── DATA

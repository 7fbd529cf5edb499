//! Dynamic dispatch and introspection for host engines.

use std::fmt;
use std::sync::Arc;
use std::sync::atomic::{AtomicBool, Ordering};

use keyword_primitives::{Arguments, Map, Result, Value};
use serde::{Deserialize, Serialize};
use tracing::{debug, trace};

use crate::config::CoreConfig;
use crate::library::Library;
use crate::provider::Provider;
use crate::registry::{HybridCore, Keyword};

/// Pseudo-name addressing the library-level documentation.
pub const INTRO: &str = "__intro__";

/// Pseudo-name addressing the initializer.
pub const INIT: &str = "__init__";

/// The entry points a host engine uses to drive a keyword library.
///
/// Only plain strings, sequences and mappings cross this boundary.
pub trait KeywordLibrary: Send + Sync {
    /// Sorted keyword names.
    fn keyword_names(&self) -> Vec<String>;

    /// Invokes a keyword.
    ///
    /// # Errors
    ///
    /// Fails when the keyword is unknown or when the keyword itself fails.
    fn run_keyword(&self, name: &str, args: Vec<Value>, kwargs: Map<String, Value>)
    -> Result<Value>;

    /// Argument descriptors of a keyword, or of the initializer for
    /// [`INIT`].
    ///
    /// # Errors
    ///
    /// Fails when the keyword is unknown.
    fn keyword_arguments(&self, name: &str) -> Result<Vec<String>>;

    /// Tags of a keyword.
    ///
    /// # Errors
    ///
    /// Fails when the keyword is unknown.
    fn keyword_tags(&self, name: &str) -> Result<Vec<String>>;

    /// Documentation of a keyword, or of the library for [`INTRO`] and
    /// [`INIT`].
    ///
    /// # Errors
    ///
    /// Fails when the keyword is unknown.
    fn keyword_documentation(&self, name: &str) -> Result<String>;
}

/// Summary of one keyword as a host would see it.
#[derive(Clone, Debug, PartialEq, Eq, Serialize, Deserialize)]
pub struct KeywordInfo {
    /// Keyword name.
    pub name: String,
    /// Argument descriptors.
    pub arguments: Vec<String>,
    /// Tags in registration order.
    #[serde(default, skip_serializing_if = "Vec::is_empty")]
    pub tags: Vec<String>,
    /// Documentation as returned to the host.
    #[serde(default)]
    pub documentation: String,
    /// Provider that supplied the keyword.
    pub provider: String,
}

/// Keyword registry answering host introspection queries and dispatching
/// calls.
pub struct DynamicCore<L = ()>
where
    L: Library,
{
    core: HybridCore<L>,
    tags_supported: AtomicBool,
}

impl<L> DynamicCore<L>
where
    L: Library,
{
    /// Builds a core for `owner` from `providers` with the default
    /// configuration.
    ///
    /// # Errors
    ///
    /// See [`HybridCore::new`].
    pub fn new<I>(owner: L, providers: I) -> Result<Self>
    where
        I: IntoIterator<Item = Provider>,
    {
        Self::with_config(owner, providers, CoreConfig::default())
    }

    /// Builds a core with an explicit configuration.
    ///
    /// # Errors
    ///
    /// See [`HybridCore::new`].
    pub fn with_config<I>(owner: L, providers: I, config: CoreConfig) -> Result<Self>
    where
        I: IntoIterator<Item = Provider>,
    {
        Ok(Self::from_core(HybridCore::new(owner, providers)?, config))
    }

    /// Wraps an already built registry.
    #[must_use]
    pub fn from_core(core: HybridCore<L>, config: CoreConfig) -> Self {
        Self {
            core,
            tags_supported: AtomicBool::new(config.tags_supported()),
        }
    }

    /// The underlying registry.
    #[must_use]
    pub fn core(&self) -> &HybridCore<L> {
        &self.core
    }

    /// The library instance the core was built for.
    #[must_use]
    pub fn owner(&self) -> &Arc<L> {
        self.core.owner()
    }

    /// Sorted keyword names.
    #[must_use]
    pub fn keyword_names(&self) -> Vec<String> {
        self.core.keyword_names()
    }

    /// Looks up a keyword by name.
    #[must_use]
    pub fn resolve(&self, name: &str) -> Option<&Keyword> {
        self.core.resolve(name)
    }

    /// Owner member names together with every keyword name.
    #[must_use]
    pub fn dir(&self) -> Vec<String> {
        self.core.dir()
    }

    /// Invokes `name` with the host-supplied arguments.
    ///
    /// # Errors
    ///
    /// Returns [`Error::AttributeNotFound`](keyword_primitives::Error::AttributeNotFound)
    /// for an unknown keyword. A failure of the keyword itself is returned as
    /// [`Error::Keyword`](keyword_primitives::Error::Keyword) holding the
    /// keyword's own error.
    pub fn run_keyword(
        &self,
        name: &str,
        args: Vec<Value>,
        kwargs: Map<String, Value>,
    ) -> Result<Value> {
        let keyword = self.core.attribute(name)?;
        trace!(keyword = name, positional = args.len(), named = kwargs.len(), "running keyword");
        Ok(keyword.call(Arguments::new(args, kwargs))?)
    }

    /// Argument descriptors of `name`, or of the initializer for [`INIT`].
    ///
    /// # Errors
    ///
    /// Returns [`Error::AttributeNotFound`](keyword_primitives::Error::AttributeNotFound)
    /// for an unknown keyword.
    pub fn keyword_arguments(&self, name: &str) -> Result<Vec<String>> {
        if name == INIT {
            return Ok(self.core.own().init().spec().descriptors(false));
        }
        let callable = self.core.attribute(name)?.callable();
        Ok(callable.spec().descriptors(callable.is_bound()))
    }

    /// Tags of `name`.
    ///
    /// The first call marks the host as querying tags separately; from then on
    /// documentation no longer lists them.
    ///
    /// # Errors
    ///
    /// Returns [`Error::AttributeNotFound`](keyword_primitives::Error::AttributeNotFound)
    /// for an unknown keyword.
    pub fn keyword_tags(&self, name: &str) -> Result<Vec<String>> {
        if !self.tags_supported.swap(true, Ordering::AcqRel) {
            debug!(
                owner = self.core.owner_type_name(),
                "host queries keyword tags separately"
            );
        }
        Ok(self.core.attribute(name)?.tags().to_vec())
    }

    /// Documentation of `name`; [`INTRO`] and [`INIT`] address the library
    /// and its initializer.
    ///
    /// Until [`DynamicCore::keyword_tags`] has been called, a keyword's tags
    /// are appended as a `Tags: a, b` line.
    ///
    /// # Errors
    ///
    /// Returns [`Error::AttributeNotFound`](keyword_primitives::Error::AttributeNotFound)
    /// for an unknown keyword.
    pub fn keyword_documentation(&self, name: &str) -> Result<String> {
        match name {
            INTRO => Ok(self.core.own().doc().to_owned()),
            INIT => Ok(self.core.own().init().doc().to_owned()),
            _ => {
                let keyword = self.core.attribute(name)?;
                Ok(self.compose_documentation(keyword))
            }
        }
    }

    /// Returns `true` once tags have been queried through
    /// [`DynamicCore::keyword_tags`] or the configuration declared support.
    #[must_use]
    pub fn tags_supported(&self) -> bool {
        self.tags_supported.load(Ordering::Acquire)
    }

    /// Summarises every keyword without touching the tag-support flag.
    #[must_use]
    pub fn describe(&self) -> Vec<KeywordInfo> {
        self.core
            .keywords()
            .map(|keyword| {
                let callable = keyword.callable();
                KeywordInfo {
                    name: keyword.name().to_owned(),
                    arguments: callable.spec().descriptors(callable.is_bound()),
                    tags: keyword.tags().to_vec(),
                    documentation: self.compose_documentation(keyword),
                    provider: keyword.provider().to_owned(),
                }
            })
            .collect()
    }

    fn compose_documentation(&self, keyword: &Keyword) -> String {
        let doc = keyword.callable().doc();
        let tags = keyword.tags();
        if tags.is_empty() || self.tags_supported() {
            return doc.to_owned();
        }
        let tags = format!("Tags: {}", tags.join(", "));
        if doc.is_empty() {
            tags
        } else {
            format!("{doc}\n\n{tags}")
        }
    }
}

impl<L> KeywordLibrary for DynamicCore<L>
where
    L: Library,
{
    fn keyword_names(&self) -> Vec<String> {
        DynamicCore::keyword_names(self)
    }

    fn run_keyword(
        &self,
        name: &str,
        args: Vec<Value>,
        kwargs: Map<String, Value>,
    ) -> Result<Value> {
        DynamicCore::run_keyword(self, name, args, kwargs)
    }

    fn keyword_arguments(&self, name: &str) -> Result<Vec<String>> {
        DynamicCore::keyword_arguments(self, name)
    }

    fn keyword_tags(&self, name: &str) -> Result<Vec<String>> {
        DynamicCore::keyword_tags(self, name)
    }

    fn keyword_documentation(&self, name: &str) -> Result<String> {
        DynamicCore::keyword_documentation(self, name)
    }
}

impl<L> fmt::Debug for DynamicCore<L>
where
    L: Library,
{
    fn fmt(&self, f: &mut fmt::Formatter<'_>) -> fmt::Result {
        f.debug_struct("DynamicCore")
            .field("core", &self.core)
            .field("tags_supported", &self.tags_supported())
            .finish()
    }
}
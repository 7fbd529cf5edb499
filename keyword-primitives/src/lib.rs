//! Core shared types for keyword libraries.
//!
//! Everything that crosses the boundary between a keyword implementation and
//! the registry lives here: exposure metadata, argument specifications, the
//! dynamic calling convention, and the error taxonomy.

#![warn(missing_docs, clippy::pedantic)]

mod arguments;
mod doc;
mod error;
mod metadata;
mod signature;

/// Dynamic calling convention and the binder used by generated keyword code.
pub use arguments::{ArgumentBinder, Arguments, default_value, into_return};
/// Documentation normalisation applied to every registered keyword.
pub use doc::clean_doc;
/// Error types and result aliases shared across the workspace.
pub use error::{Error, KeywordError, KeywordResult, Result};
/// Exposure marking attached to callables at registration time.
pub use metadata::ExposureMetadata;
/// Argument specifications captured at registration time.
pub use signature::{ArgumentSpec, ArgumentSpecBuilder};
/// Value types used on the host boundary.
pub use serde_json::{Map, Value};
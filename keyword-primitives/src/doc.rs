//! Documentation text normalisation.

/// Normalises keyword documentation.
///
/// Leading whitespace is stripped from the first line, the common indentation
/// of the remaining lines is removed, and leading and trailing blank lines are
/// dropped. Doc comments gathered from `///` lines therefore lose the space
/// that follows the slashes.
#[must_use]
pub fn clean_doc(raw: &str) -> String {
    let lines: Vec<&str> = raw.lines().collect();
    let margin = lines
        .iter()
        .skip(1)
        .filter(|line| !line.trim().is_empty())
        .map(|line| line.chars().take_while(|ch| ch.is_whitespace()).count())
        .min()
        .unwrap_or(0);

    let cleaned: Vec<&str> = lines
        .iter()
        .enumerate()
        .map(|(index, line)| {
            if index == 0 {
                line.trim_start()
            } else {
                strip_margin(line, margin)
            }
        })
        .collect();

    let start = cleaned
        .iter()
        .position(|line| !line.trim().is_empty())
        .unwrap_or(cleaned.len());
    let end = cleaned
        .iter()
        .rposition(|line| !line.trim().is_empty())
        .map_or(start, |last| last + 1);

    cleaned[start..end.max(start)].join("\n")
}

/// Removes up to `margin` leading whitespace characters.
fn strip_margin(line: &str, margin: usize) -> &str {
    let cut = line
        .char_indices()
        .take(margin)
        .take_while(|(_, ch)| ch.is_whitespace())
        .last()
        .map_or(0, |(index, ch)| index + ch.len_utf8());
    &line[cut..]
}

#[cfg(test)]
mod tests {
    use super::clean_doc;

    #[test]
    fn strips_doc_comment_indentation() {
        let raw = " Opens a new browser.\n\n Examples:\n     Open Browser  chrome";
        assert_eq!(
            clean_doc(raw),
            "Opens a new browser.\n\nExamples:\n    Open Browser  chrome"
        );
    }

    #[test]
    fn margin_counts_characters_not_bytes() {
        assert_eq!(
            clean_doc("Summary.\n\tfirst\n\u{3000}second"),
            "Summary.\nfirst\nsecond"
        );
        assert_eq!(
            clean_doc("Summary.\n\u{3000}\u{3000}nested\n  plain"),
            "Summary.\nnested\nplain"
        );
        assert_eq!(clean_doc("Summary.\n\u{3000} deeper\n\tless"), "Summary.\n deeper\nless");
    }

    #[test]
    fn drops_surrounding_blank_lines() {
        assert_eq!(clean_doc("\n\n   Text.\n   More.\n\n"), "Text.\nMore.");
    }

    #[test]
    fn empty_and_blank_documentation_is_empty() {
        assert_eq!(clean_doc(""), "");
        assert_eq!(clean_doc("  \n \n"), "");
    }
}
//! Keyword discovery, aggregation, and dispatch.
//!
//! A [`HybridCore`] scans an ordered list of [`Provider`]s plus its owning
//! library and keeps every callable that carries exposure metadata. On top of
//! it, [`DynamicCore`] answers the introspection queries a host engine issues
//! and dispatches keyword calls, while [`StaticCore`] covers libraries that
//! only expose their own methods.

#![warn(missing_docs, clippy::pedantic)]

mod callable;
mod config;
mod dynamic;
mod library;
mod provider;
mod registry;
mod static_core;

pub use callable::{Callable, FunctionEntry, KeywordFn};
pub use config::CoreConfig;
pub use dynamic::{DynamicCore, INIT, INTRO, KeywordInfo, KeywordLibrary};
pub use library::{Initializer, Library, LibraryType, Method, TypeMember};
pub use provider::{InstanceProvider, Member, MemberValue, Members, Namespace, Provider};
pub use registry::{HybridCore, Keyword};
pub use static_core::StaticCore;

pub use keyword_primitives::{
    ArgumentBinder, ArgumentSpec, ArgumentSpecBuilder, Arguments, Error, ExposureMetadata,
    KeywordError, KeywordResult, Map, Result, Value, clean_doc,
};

────

**EXERCISE REQUIREMENTS**. The answer must be a single number: how many lines of the records contain the string "crate".

**RESPONSE TO THIS TASK**. 4